Work to be completed: All lines in the records below that hold "matched" are to be shown.

Source data
____________________

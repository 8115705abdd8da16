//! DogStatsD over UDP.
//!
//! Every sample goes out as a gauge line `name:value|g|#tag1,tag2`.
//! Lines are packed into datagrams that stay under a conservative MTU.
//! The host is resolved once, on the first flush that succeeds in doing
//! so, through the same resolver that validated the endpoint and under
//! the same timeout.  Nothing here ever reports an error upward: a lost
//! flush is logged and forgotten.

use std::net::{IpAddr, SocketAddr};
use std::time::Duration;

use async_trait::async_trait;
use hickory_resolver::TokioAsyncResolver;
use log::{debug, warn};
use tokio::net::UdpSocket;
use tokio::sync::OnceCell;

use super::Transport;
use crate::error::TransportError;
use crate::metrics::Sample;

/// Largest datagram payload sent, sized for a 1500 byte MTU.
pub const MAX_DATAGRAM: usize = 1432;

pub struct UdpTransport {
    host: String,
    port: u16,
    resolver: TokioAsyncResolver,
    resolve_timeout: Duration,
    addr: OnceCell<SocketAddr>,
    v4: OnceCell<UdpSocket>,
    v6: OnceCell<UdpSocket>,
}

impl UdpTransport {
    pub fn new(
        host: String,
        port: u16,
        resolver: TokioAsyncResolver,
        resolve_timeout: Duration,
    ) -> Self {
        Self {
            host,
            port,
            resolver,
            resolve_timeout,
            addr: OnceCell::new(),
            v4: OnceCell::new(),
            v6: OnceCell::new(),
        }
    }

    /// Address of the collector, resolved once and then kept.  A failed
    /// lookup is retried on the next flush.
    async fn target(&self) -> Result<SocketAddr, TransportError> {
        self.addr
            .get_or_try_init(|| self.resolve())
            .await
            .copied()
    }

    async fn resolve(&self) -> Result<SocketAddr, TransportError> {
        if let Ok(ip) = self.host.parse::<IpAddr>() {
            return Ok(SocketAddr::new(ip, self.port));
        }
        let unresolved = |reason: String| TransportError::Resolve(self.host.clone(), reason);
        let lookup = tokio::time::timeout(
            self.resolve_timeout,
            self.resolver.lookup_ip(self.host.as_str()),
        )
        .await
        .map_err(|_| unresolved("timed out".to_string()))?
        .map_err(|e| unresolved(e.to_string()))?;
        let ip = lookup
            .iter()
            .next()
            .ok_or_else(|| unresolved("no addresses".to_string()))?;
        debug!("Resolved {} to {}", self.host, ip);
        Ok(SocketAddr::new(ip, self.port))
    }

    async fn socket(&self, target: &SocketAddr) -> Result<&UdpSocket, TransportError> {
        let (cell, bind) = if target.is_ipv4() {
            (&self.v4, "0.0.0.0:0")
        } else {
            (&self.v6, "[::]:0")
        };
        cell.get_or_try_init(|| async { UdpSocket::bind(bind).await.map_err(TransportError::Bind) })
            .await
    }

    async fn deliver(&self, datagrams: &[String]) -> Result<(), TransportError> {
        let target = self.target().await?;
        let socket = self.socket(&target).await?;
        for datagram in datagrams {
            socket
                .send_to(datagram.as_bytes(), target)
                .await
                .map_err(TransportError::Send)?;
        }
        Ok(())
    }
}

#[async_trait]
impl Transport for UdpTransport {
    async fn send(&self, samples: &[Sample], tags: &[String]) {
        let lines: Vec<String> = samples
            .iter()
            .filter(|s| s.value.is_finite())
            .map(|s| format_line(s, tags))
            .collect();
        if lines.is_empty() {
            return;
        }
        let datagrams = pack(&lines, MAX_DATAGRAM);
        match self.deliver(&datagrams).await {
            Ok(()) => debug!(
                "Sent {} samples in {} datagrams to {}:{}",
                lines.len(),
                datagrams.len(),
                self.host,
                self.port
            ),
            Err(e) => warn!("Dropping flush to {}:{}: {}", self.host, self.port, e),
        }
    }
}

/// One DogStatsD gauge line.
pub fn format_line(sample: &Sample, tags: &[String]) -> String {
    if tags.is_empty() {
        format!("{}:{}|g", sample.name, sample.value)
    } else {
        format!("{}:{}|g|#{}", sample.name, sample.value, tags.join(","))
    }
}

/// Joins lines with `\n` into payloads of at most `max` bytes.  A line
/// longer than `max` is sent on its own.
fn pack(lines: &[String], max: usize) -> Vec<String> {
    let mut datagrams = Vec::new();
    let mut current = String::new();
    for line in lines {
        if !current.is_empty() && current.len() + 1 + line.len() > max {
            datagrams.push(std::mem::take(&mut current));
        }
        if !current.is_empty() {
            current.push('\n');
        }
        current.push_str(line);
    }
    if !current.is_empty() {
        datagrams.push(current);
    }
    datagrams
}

____________________

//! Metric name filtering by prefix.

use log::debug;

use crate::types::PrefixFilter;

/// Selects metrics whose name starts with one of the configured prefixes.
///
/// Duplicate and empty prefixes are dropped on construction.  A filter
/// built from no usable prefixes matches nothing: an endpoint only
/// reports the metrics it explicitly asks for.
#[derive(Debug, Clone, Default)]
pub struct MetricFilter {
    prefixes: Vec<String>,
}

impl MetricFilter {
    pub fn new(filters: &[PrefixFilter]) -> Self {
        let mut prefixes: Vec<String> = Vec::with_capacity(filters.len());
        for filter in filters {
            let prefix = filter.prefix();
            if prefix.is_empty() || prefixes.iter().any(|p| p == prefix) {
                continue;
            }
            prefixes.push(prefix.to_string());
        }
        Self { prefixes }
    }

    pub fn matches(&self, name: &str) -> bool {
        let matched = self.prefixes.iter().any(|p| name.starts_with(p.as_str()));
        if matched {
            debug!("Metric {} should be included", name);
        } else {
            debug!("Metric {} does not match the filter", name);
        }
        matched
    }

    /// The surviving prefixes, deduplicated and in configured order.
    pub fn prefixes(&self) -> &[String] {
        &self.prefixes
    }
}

____________________

Response area:
        let matched = self.prefixes.iter().any(|p| name.starts_with(p.as_str()));
        if matched {
        matched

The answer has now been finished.